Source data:
⁂

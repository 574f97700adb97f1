//! Per-category event buffers.
//!
//! RULE: Notification handlers only append. The aggregator drains every
//! category exactly once per tick, and a drain always leaves the buffers
//! empty. Nothing survives into the next tick.

use crate::{
    record::{AreaSoundRecord, GraphicRecord, GroundItem, ProjectileRecord, SoundRecord},
    snapshot::{GraphicsObjectView, ProjectileView},
    types::Cycle,
};

/// Default width of the projectile start-cycle window.
pub const PROJECTILE_WINDOW: Cycle = 15;

/// Projectiles launched this tick: start cycle strictly inside `(cycle, cycle + window)`.
pub fn projectile_in_window(start_cycle: Cycle, cycle: Cycle, window: Cycle) -> bool {
    start_cycle > cycle && start_cycle < cycle.saturating_add(window)
}

/// Graphics spawned this tick: start cycle strictly after the current cycle.
pub fn graphic_is_new(start_cycle: Cycle, cycle: Cycle) -> bool {
    start_cycle > cycle
}

/// Everything one drain produced, in arrival order per category.
#[derive(Debug, Default, Clone, PartialEq, Eq)]
pub struct Drained {
    pub sounds:           Vec<SoundRecord>,
    pub area_sounds:      Vec<AreaSoundRecord>,
    pub ground_items:     Vec<GroundItem>,
    pub projectiles:      Vec<ProjectileRecord>,
    pub graphics_spawned: Vec<GraphicRecord>,
}

#[derive(Debug, Default)]
pub struct EventBuffers {
    sounds:       Vec<SoundRecord>,
    area_sounds:  Vec<AreaSoundRecord>,
    ground_items: Vec<GroundItem>,
    projectiles:  Vec<ProjectileView>,
    graphics:     Vec<GraphicsObjectView>,
}

impl EventBuffers {
    pub fn new() -> Self {
        Self::default()
    }

    pub fn push_sound(&mut self, sound: SoundRecord) {
        self.sounds.push(sound);
    }

    pub fn push_area_sound(&mut self, sound: AreaSoundRecord) {
        self.area_sounds.push(sound);
    }

    pub fn push_ground_item(&mut self, item: GroundItem) {
        self.ground_items.push(item);
    }

    pub fn observe_projectiles(&mut self, projectiles: &[ProjectileView]) {
        self.projectiles.extend_from_slice(projectiles);
    }

    pub fn observe_graphics(&mut self, graphics: &[GraphicsObjectView]) {
        self.graphics.extend_from_slice(graphics);
    }

    /// Number of items currently buffered across all categories.
    pub fn len(&self) -> usize {
        self.sounds.len()
            + self.area_sounds.len()
            + self.ground_items.len()
            + self.projectiles.len()
            + self.graphics.len()
    }

    pub fn is_empty(&self) -> bool {
        self.len() == 0
    }

    /// Empty every category, applying the temporal filters to projectiles and
    /// graphics. Items outside their window are dropped, never carried over.
    pub fn drain(&mut self, cycle: Cycle, projectile_window: Cycle) -> Drained {
        let projectiles = std::mem::take(&mut self.projectiles)
            .into_iter()
            .filter(|p| projectile_in_window(p.start_cycle, cycle, projectile_window))
            .map(|p| ProjectileRecord {
                id:               p.id,
                start_height:     p.start_height,
                end_height:       p.end_height,
                slope:            p.slope,
                remaining_cycles: p.remaining_cycles,
                start_x:          p.start_x,
                start_y:          p.start_y,
            })
            .collect();

        let graphics_spawned = std::mem::take(&mut self.graphics)
            .into_iter()
            .filter(|g| graphic_is_new(g.start_cycle, cycle))
            .map(|g| GraphicRecord {
                id:          g.id,
                level:       g.level,
                start_cycle: g.start_cycle,
                x:           g.location.x,
                y:           g.location.y,
            })
            .collect();

        Drained {
            sounds:       std::mem::take(&mut self.sounds),
            area_sounds:  std::mem::take(&mut self.area_sounds),
            ground_items: std::mem::take(&mut self.ground_items),
            projectiles,
            graphics_spawned,
        }
    }

    /// Drop everything buffered. Returns how many items were discarded.
    pub fn discard(&mut self) -> usize {
        let dropped = self.len();
        self.sounds.clear();
        self.area_sounds.clear();
        self.ground_items.clear();
        self.projectiles.clear();
        self.graphics.clear();
        dropped
    }
}

#[cfg(test)]
mod tests {
    use super::*;
    use crate::types::LocalPoint;

    fn projectile(id: i32, start_cycle: Cycle) -> ProjectileView {
        ProjectileView {
            id,
            start_height: 43,
            end_height: 31,
            slope: 16,
            remaining_cycles: 40,
            start_x: 6400,
            start_y: 6464,
            start_cycle,
        }
    }

    #[test]
    fn projectile_window_is_open_at_both_ends() {
        assert!(!projectile_in_window(100, 100, PROJECTILE_WINDOW));
        assert!(projectile_in_window(101, 100, PROJECTILE_WINDOW));
        assert!(projectile_in_window(114, 100, PROJECTILE_WINDOW));
        assert!(!projectile_in_window(115, 100, PROJECTILE_WINDOW));
        assert!(!projectile_in_window(99, 100, PROJECTILE_WINDOW));
    }

    #[test]
    fn window_near_cycle_limit_does_not_overflow() {
        let cycle = Cycle::MAX - 3;
        assert!(projectile_in_window(Cycle::MAX - 1, cycle, PROJECTILE_WINDOW));
        assert!(!projectile_in_window(Cycle::MAX, cycle, PROJECTILE_WINDOW));
        assert!(!projectile_in_window(cycle, cycle, PROJECTILE_WINDOW));
    }

    #[test]
    fn drain_filters_and_empties() {
        let mut buffers = EventBuffers::new();
        buffers.push_sound(SoundRecord { id: 1, delay: 0 });
        buffers.push_sound(SoundRecord { id: 2, delay: 5 });
        buffers.observe_projectiles(&[projectile(7, 100), projectile(8, 105), projectile(9, 115)]);
        buffers.observe_graphics(&[
            GraphicsObjectView { id: 3, level: 0, start_cycle: 100, location: LocalPoint { x: 1, y: 2 } },
            GraphicsObjectView { id: 4, level: 1, start_cycle: 130, location: LocalPoint { x: 3, y: 4 } },
        ]);

        let drained = buffers.drain(100, PROJECTILE_WINDOW);

        assert!(buffers.is_empty(), "buffers must be empty after a drain");
        assert_eq!(drained.sounds.iter().map(|s| s.id).collect::<Vec<_>>(), vec![1, 2]);
        assert_eq!(drained.projectiles.iter().map(|p| p.id).collect::<Vec<_>>(), vec![8]);
        assert_eq!(drained.graphics_spawned.len(), 1);
        assert_eq!(drained.graphics_spawned[0].id, 4);
        assert_eq!((drained.graphics_spawned[0].x, drained.graphics_spawned[0].y), (3, 4));
    }

    #[test]
    fn filtered_items_do_not_reappear_next_tick() {
        let mut buffers = EventBuffers::new();
        buffers.observe_projectiles(&[projectile(7, 130)]);
        let first = buffers.drain(100, PROJECTILE_WINDOW);
        assert!(first.projectiles.is_empty());

        let second = buffers.drain(120, PROJECTILE_WINDOW);
        assert!(second.projectiles.is_empty(), "dropped projectile leaked into a later tick");
    }

    #[test]
    fn discard_reports_count() {
        let mut buffers = EventBuffers::new();
        buffers.push_sound(SoundRecord { id: 1, delay: 0 });
        buffers.push_ground_item(GroundItem { id: 995, quantity: 10, spawn_time: 0 });
        assert_eq!(buffers.discard(), 2);
        assert!(buffers.is_empty());
    }
}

⁂

The problem:
Display each line of the data where "buffered" occurs.

Completed task:
    /// Number of items currently buffered across all categories.
    /// Drop everything buffered. Returns how many items were discarded.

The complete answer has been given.